The COVID-19 pandemic was a global challenge with high risks for the world population. Since COVID-19 was a novel virus, the pandemic was associated with many uncertainties, especially at the early outbreak stage. The highly contagious COVID-19 required the speedy implementation of measures to contain its spread and reduce the risk of harm to people worldwide. The combination of high levels of both risk/threat and uncertainty and the need to (re-)act rapidly presented severe challenges for policymakers and scientific research alike. For policymaking, the high-risk, high-uncertainty nature of the COVID-19 pandemic meant that it was important to be evidence-based. This entails that policy decisions – in this specific case, mainly regarding the development, implementation, adjustment or cessation of measures for containing the pandemic – should be informed by the rigorous consideration of available scientific evidence (Parkhurst, 2017). The general assumption behind evidence-based policymaking is that policies work better if we understand the mechanisms expected to function if implemented (Sanderson, 2002). Public health policymaking to mitigate the impact of COVID-19 was largely dominated by the epistemic hegemony of biomedicine (Sell et al., 2021). However, basing policymaking solely on evidence from biomedical research would have been problematic in at least two respects: Firstly, pandemics are multidimensional and have social and political aspects and consequences (Lohse and Canali, 2021). Secondly, when neither medication nor vaccination against COVID-19 was available at the beginning of the pandemic, the only measures that could be implemented were behavioural and studying human behaviour (as well as its antecedents and consequences) lies at the core of the social sciences. The second point was the basis for a widely discussed paper published early in the pandemic, which suggested ‘Using social and behavioural science to support COVID-19 pandemic response’ (Van Bavel et al., 2020). Specifically, in that paper, the authors propose 19 policy recommendations that could be backed by social science research. In response to that paper, however, another group of researchers recommended to ‘Use caution when applying behavioural science to policy’ (IJzerman et al., 2020). That paper proposed an evidence-readiness level for ascertaining whether findings from research in social and behavioural science are suitable for informing policy decisions.

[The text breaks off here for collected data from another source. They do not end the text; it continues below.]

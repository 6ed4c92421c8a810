//! Service entity and repository

use crate::storage::Database;
use crate::{Error, Result};
use chrono::{DateTime, Utc};
use serde::{Deserialize, Serialize};
use sqlx::Row;
use uuid::Uuid;

/// A bookable service
#[derive(Debug, Clone, Serialize, Deserialize)]
pub struct Service {
    /// Unique service identifier
    pub id: String,
    /// Service name
    pub name: String,
    /// Service description
    pub description: String,
    /// Duration in minutes
    pub duration_minutes: u32,
    /// Price
    pub price: f64,
    /// Category name
    pub category: String,
    /// Whether the service is bookable
    pub is_active: bool,
    /// When the service was created
    pub created_at: DateTime<Utc>,
    /// When the service was last updated
    pub updated_at: DateTime<Utc>,
}

impl Service {
    /// Create a new service
    pub fn new(name: impl Into<String>, duration_minutes: u32, price: f64) -> Self {
        let now = Utc::now();
        Self {
            id: Uuid::new_v4().to_string(),
            name: name.into(),
            description: String::new(),
            duration_minutes,
            price,
            category: String::new(),
            is_active: true,
            created_at: now,
            updated_at: now,
        }
    }

    /// Set the description
    pub fn with_description(mut self, description: impl Into<String>) -> Self {
        self.description = description.into();
        self
    }

    /// Set the category
    pub fn with_category(mut self, category: impl Into<String>) -> Self {
        self.category = category.into();
        self
    }

    /// Service duration as a chrono Duration
    pub fn duration(&self) -> chrono::Duration {
        chrono::Duration::minutes(i64::from(self.duration_minutes))
    }
}

/// Service repository for database operations
pub struct ServiceRepository<'a> {
    db: &'a Database,
}

impl<'a> ServiceRepository<'a> {
    /// Create a new service repository
    pub fn new(db: &'a Database) -> Self {
        Self { db }
    }

    /// Create a new service in the database
    pub async fn create(&self, service: &Service) -> Result<()> {
        if service.duration_minutes == 0 {
            return Err(Error::Validation(
                "Service duration must be positive".to_string(),
            ));
        }

        sqlx::query(
            r#"
            INSERT INTO services (id, name, description, duration_minutes, price, category, is_active, created_at, updated_at)
            VALUES (?, ?, ?, ?, ?, ?, ?, ?, ?)
            "#,
        )
        .bind(&service.id)
        .bind(&service.name)
        .bind(&service.description)
        .bind(service.duration_minutes)
        .bind(service.price)
        .bind(&service.category)
        .bind(service.is_active)
        .bind(service.created_at)
        .bind(service.updated_at)
        .execute(self.db.pool())
        .await?;

        Ok(())
    }

    /// Get a service by ID
    pub async fn get(&self, id: &str) -> Result<Option<Service>> {
        let row = sqlx::query(
            "SELECT id, name, description, duration_minutes, price, category, is_active, created_at, updated_at FROM services WHERE id = ?",
        )
        .bind(id)
        .fetch_optional(self.db.pool())
        .await?;

        Ok(row.map(row_to_service))
    }

    /// List all active services
    pub async fn list_active(&self) -> Result<Vec<Service>> {
        let rows = sqlx::query(
            "SELECT id, name, description, duration_minutes, price, category, is_active, created_at, updated_at FROM services WHERE is_active = 1 ORDER BY name",
        )
        .fetch_all(self.db.pool())
        .await?;

        Ok(rows.into_iter().map(row_to_service).collect())
    }

    /// Find an active service by name, case-insensitive substring match
    pub async fn find_by_name(&self, name: &str) -> Result<Option<Service>> {
        let pattern = format!("%{}%", name);
        let row = sqlx::query(
            "SELECT id, name, description, duration_minutes, price, category, is_active, created_at, updated_at FROM services WHERE name LIKE ? AND is_active = 1 ORDER BY name LIMIT 1",
        )
        .bind(&pattern)
        .fetch_optional(self.db.pool())
        .await?;

        Ok(row.map(row_to_service))
    }

    /// Deactivate a service
    pub async fn deactivate(&self, id: &str) -> Result<()> {
        let result = sqlx::query("UPDATE services SET is_active = 0, updated_at = ? WHERE id = ?")
            .bind(Utc::now())
            .bind(id)
            .execute(self.db.pool())
            .await?;

        if result.rows_affected() == 0 {
            return Err(Error::ServiceNotFound(id.to_string()));
        }
        Ok(())
    }
}

/// Convert a database row to a Service
fn row_to_service(row: sqlx::sqlite::SqliteRow) -> Service {
    Service {
        id: row.get("id"),
        name: row.get("name"),
        description: row.get("description"),
        duration_minutes: row.get::<i64, _>("duration_minutes") as u32,
        price: row.get("price"),
        category: row.get("category"),
        is_active: row.get("is_active"),
        created_at: row.get("created_at"),
        updated_at: row.get("updated_at"),
    }
}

Social science research and data on the COVID-19 pandemic

Among the topics commonly studied within the social and behavioural sciences identified by Van Bavel et al. (2020) as relevant to the COVID-19 pandemic are, for example, threat perception, trust, science communication, misinformation, conspiracy theories, social norms, polarization or stress and coping. The body of research on the pandemic and its effects on human behaviour is at least as diverse as this list. It shows the broad range of questions that social science research has investigated regarding the COVID-19 pandemic. Across social science disciplines, including, for example, psychology, political science, communication or sociology, studies have, for instance, addressed trust in science (Bromme et al., 2022; Rothmund et al., 2022), the information environment (Mach et al., 2021; Stier et al., 2022), misinformation (Hameleers et al., 2023; Yang et al., 2021) and news avoidance (de Bruin et al., 2021), polarization (Hart et al., 2020; Reiter-Haas et al., 2023), conspiracy theories (Batzdorfer et al., 2022; Hornsey et al., 2021), the psychological implications of telework (Schmitt et al., 2021) and self-isolation (Heffner et al., 2021), or the relationship between personality and responses to the pandemic (Anglim and Horwood, 2021).

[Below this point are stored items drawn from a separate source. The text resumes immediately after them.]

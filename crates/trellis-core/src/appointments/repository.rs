//! Appointment repository
//!
//! All writes that depend on the no-overlap invariant run inside an
//! immediate transaction: the write lock is taken before the conflict
//! check, so check-and-insert is serialized against concurrent bookings
//! for the same staff member. A plain select-then-insert under default
//! isolation would be a race.

use crate::appointments::entity::{Appointment, AppointmentStatus};
use crate::storage::Database;
use crate::{Error, Result};
use chrono::{DateTime, NaiveDate, Utc};
use sqlx::sqlite::SqliteRow;
use sqlx::{Row, SqliteConnection};

const SELECT_COLUMNS: &str = "id, customer_id, staff_id, service_id, start_time, end_time, status, notes, cancellation_reason, reminder_sent, created_at, updated_at";

/// Appointment repository for database operations
pub struct AppointmentRepository<'a> {
    db: &'a Database,
}

impl<'a> AppointmentRepository<'a> {
    /// Create a new appointment repository
    pub fn new(db: &'a Database) -> Self {
        Self { db }
    }

    /// Get an appointment by ID
    pub async fn get(&self, id: &str) -> Result<Option<Appointment>> {
        let row = sqlx::query(&format!(
            "SELECT {} FROM appointments WHERE id = ?",
            SELECT_COLUMNS
        ))
        .bind(id)
        .fetch_optional(self.db.pool())
        .await?;

        Ok(row.map(row_to_appointment))
    }

    /// Insert a new appointment, failing with `SlotUnavailable` if any
    /// confirmed or rescheduled appointment for the same staff member
    /// overlaps `[start_time, end_time)`.
    pub async fn create_if_slot_free(&self, appointment: &Appointment) -> Result<()> {
        if appointment.end_time <= appointment.start_time {
            return Err(Error::Validation(
                "Appointment end must be after start".to_string(),
            ));
        }

        let mut conn = self.db.pool().acquire().await?;
        begin_immediate(&mut conn).await?;

        let result = async {
            let conflicts = count_overlapping(
                &mut conn,
                &appointment.staff_id,
                appointment.start_time,
                appointment.end_time,
                None,
            )
            .await?;
            if conflicts > 0 {
                return Err(Error::SlotUnavailable);
            }

            sqlx::query(
                r#"
                INSERT INTO appointments (id, customer_id, staff_id, service_id, start_time, end_time, status, notes, reminder_sent, created_at, updated_at)
                VALUES (?, ?, ?, ?, ?, ?, ?, ?, ?, ?, ?)
                "#,
            )
            .bind(&appointment.id)
            .bind(&appointment.customer_id)
            .bind(&appointment.staff_id)
            .bind(&appointment.service_id)
            .bind(appointment.start_time)
            .bind(appointment.end_time)
            .bind(appointment.status.as_str())
            .bind(&appointment.notes)
            .bind(appointment.reminder_sent)
            .bind(appointment.created_at)
            .bind(appointment.updated_at)
            .execute(&mut *conn)
            .await?;

            Ok(())
        }
        .await;

        finish(&mut conn, result).await
    }

    /// Move an appointment to a new interval, re-running the overlap check
    /// scoped to the same staff member and excluding the appointment being
    /// moved. On conflict the stored interval is untouched.
    pub async fn reschedule_if_slot_free(
        &self,
        id: &str,
        new_start: DateTime<Utc>,
        new_end: DateTime<Utc>,
    ) -> Result<Appointment> {
        if new_end <= new_start {
            return Err(Error::Validation(
                "Appointment end must be after start".to_string(),
            ));
        }

        let mut conn = self.db.pool().acquire().await?;
        begin_immediate(&mut conn).await?;

        let result = async {
            let current = fetch_one(&mut conn, id)
                .await?
                .ok_or_else(|| Error::AppointmentNotFound(id.to_string()))?;

            if current.status.is_terminal() {
                return Err(Error::InvalidTransition(
                    id.to_string(),
                    current.status.to_string(),
                ));
            }

            let conflicts =
                count_overlapping(&mut conn, &current.staff_id, new_start, new_end, Some(id))
                    .await?;
            if conflicts > 0 {
                return Err(Error::SlotUnavailable);
            }

            sqlx::query(
                "UPDATE appointments SET start_time = ?, end_time = ?, status = 'rescheduled', updated_at = ? WHERE id = ?",
            )
            .bind(new_start)
            .bind(new_end)
            .bind(Utc::now())
            .bind(id)
            .execute(&mut *conn)
            .await?;

            let updated = fetch_one(&mut conn, id)
                .await?
                .ok_or_else(|| Error::AppointmentNotFound(id.to_string()))?;
            Ok(updated)
        }
        .await;

        finish(&mut conn, result).await
    }

    /// Cancel an appointment, recording the reason. Fails with
    /// `InvalidTransition` if the appointment is already terminal.
    pub async fn cancel(&self, id: &str, reason: Option<&str>) -> Result<Appointment> {
        self.transition_guarded(id, AppointmentStatus::Cancelled, reason, None)
            .await
    }

    /// Mark an appointment as a no-show
    pub async fn mark_no_show(&self, id: &str) -> Result<Appointment> {
        self.transition_guarded(id, AppointmentStatus::NoShow, None, None)
            .await
    }

    /// Mark an appointment completed, appending feedback to notes.
    ///
    /// Returns `Ok(None)` when the appointment was already terminal — the
    /// guarded transition is what makes completion-triggered graph updates
    /// at-most-once per appointment.
    pub async fn complete_if_open(
        &self,
        id: &str,
        feedback: Option<&str>,
    ) -> Result<Option<Appointment>> {
        match self
            .transition_guarded(id, AppointmentStatus::Completed, None, feedback)
            .await
        {
            Ok(appointment) => Ok(Some(appointment)),
            Err(Error::InvalidTransition(..)) => Ok(None),
            Err(e) => Err(e),
        }
    }

    /// Guarded status transition: only non-terminal appointments move.
    async fn transition_guarded(
        &self,
        id: &str,
        to: AppointmentStatus,
        cancellation_reason: Option<&str>,
        feedback: Option<&str>,
    ) -> Result<Appointment> {
        let mut conn = self.db.pool().acquire().await?;
        begin_immediate(&mut conn).await?;

        let result = async {
            let current = fetch_one(&mut conn, id)
                .await?
                .ok_or_else(|| Error::AppointmentNotFound(id.to_string()))?;

            if current.status.is_terminal() {
                return Err(Error::InvalidTransition(
                    id.to_string(),
                    current.status.to_string(),
                ));
            }

            let notes = match feedback {
                Some(fb) => match &current.notes {
                    Some(existing) => Some(format!("{}\nFeedback: {}", existing, fb)),
                    None => Some(format!("Feedback: {}", fb)),
                },
                None => current.notes.clone(),
            };

            sqlx::query(
                "UPDATE appointments SET status = ?, notes = ?, cancellation_reason = ?, updated_at = ? WHERE id = ?",
            )
            .bind(to.as_str())
            .bind(&notes)
            .bind(cancellation_reason.or(current.cancellation_reason.as_deref()))
            .bind(Utc::now())
            .bind(id)
            .execute(&mut *conn)
            .await?;

            let updated = fetch_one(&mut conn, id)
                .await?
                .ok_or_else(|| Error::AppointmentNotFound(id.to_string()))?;
            Ok(updated)
        }
        .await;

        finish(&mut conn, result).await
    }

    /// Find confirmed/rescheduled appointments for a staff member
    /// overlapping `[start, end)`
    pub async fn find_overlapping(
        &self,
        staff_id: &str,
        start: DateTime<Utc>,
        end: DateTime<Utc>,
    ) -> Result<Vec<Appointment>> {
        let rows = sqlx::query(&format!(
            "SELECT {} FROM appointments
             WHERE staff_id = ?
               AND status IN ('confirmed', 'rescheduled')
               AND start_time < ? AND end_time > ?
             ORDER BY start_time",
            SELECT_COLUMNS
        ))
        .bind(staff_id)
        .bind(end)
        .bind(start)
        .fetch_all(self.db.pool())
        .await?;

        Ok(rows.into_iter().map(row_to_appointment).collect())
    }

    /// List slot-blocking appointments for a calendar day, optionally
    /// scoped to one staff member
    pub async fn list_blocking_for_day(
        &self,
        date: NaiveDate,
        staff_id: Option<&str>,
    ) -> Result<Vec<Appointment>> {
        let day_start = date.and_hms_opt(0, 0, 0).expect("valid midnight").and_utc();
        let day_end = day_start + chrono::Duration::days(1);

        let rows = if let Some(staff_id) = staff_id {
            sqlx::query(&format!(
                "SELECT {} FROM appointments
                 WHERE staff_id = ?
                   AND status IN ('confirmed', 'rescheduled')
                   AND start_time < ? AND end_time > ?
                 ORDER BY start_time",
                SELECT_COLUMNS
            ))
            .bind(staff_id)
            .bind(day_end)
            .bind(day_start)
            .fetch_all(self.db.pool())
            .await?
        } else {
            sqlx::query(&format!(
                "SELECT {} FROM appointments
                 WHERE status IN ('confirmed', 'rescheduled')
                   AND start_time < ? AND end_time > ?
                 ORDER BY start_time",
                SELECT_COLUMNS
            ))
            .bind(day_end)
            .bind(day_start)
            .fetch_all(self.db.pool())
            .await?
        };

        Ok(rows.into_iter().map(row_to_appointment).collect())
    }

    /// List a customer's appointments, newest first, optionally filtered
    /// by status
    pub async fn list_for_customer(
        &self,
        customer_id: &str,
        status_filter: Option<&[AppointmentStatus]>,
    ) -> Result<Vec<Appointment>> {
        let rows = match status_filter {
            Some(statuses) if !statuses.is_empty() => {
                let placeholders = vec!["?"; statuses.len()].join(", ");
                let sql = format!(
                    "SELECT {} FROM appointments WHERE customer_id = ? AND status IN ({}) ORDER BY start_time DESC",
                    SELECT_COLUMNS, placeholders
                );
                let mut query = sqlx::query(&sql).bind(customer_id);
                for status in statuses {
                    query = query.bind(status.as_str());
                }
                query.fetch_all(self.db.pool()).await?
            }
            _ => {
                sqlx::query(&format!(
                    "SELECT {} FROM appointments WHERE customer_id = ? ORDER BY start_time DESC",
                    SELECT_COLUMNS
                ))
                .bind(customer_id)
                .fetch_all(self.db.pool())
                .await?
            }
        };

        Ok(rows.into_iter().map(row_to_appointment).collect())
    }

    /// List confirmed/rescheduled appointments starting before `cutoff`
    /// that have not had a reminder sent
    pub async fn list_needing_reminder(&self, cutoff: DateTime<Utc>) -> Result<Vec<Appointment>> {
        let rows = sqlx::query(&format!(
            "SELECT {} FROM appointments
             WHERE status IN ('confirmed', 'rescheduled')
               AND reminder_sent = 0
               AND start_time > ? AND start_time <= ?
             ORDER BY start_time",
            SELECT_COLUMNS
        ))
        .bind(Utc::now())
        .bind(cutoff)
        .fetch_all(self.db.pool())
        .await?;

        Ok(rows.into_iter().map(row_to_appointment).collect())
    }

    /// Record that a reminder was sent
    pub async fn mark_reminder_sent(&self, id: &str) -> Result<()> {
        let result = sqlx::query(
            "UPDATE appointments SET reminder_sent = 1, updated_at = ? WHERE id = ?",
        )
        .bind(Utc::now())
        .bind(id)
        .execute(self.db.pool())
        .await?;

        if result.rows_affected() == 0 {
            return Err(Error::AppointmentNotFound(id.to_string()));
        }
        Ok(())
    }
}

/// Take the write lock up front so the conflict check and the write that
/// follows cannot interleave with another booking transaction
async fn begin_immediate(conn: &mut SqliteConnection) -> Result<()> {
    sqlx::query("BEGIN IMMEDIATE").execute(&mut *conn).await?;
    Ok(())
}

/// Commit on success, roll back on failure
async fn finish<T>(conn: &mut SqliteConnection, result: Result<T>) -> Result<T> {
    match result {
        Ok(value) => {
            sqlx::query("COMMIT").execute(&mut *conn).await?;
            Ok(value)
        }
        Err(e) => {
            if let Err(rollback_err) = sqlx::query("ROLLBACK").execute(&mut *conn).await {
                tracing::warn!(error = %rollback_err, "Rollback failed");
            }
            Err(e)
        }
    }
}

async fn fetch_one(conn: &mut SqliteConnection, id: &str) -> Result<Option<Appointment>> {
    let row = sqlx::query(&format!(
        "SELECT {} FROM appointments WHERE id = ?",
        SELECT_COLUMNS
    ))
    .bind(id)
    .fetch_optional(&mut *conn)
    .await?;

    Ok(row.map(row_to_appointment))
}

async fn count_overlapping(
    conn: &mut SqliteConnection,
    staff_id: &str,
    start: DateTime<Utc>,
    end: DateTime<Utc>,
    exclude: Option<&str>,
) -> Result<i64> {
    let (count,): (i64,) = sqlx::query_as(
        "SELECT COUNT(*) FROM appointments
         WHERE staff_id = ?
           AND status IN ('confirmed', 'rescheduled')
           AND start_time < ? AND end_time > ?
           AND id != ?",
    )
    .bind(staff_id)
    .bind(end)
    .bind(start)
    .bind(exclude.unwrap_or(""))
    .fetch_one(&mut *conn)
    .await?;

    Ok(count)
}

/// Convert a database row to an Appointment
fn row_to_appointment(row: SqliteRow) -> Appointment {
    Appointment {
        id: row.get("id"),
        customer_id: row.get("customer_id"),
        staff_id: row.get("staff_id"),
        service_id: row.get("service_id"),
        start_time: row.get("start_time"),
        end_time: row.get("end_time"),
        status: AppointmentStatus::parse(row.get("status")).unwrap_or_default(),
        notes: row.get("notes"),
        cancellation_reason: row.get("cancellation_reason"),
        reminder_sent: row.get("reminder_sent"),
        created_at: row.get("created_at"),
        updated_at: row.get("updated_at"),
    }
}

Regardless of the specific question being investigated, providing reliable insights requires data. This is not different in the social sciences from any other area of scientific inquiry, including biomedical research. While not as varied as the topics, there is some variance in the types of data used in social science studies on the COVID-19 pandemic. As the cited examples show, the most common type is survey data, but researchers have, for instance, also analysed media content or posts and other types of data from social media platforms. What also differs widely is whether or in what form the research data collected or used for social science publications on the COVID-19 pandemic were published. There are different reasons for heterogeneous data publication practices. Important factors besides practical reasons, such as the required time and resources, include the ethical considerations.

Research ethics, research integrity and FAIR data

The FAIR principles specify that data should be Findable, Accessible, Interoperable and Reusable. Findable refers to readily discovering the metadata (data describing data) and data, typically with a unique identifier. Accessible means data are retrievable via an open and accessible protocol. Interoperable means the (meta)data can be exchanged (usually, this implies machine-readability). And finally, Reusable includes features, such as detailed description and provenance (Wilkinson et al., 2016). Before elaborating on FAIR data, it is useful to situate the FAIRness criteria within the broader frameworks of research ethics and research integrity. Scholars agree that there is broad overlap between the two, but also different emphases, with active debate as to the correct integration (Emmerich, 2020). Indeed, two widely recognized publications include both ‘Integrity’ and ‘Ethics’ in their titles (Iphofen, 2020; Israel, 2015). Ethics has primarily concerned research participants and risks of harm to them, whereas integrity often focuses on the role of host institutions and sponsors, and typically promotes honesty and independence while sanctioning research misconduct (e.g. fabrication or falsification of data) (Israel, 2015). Hence, research ethics tends to scrutinize research before it is undertaken, while integrity is typically assessed afterward. Within this framing, the FAIR principles are probably best seen as a method of enhancing research integrity. However, they have ethical implications as well, and these are becoming more prominent. The FAIR criteria of interoperability and reusability are both necessary for research transparency and the repurposing of data. Thus, by making research reproducible and replicable research, FAIR practices enable the implementation of the data management components of research integrity.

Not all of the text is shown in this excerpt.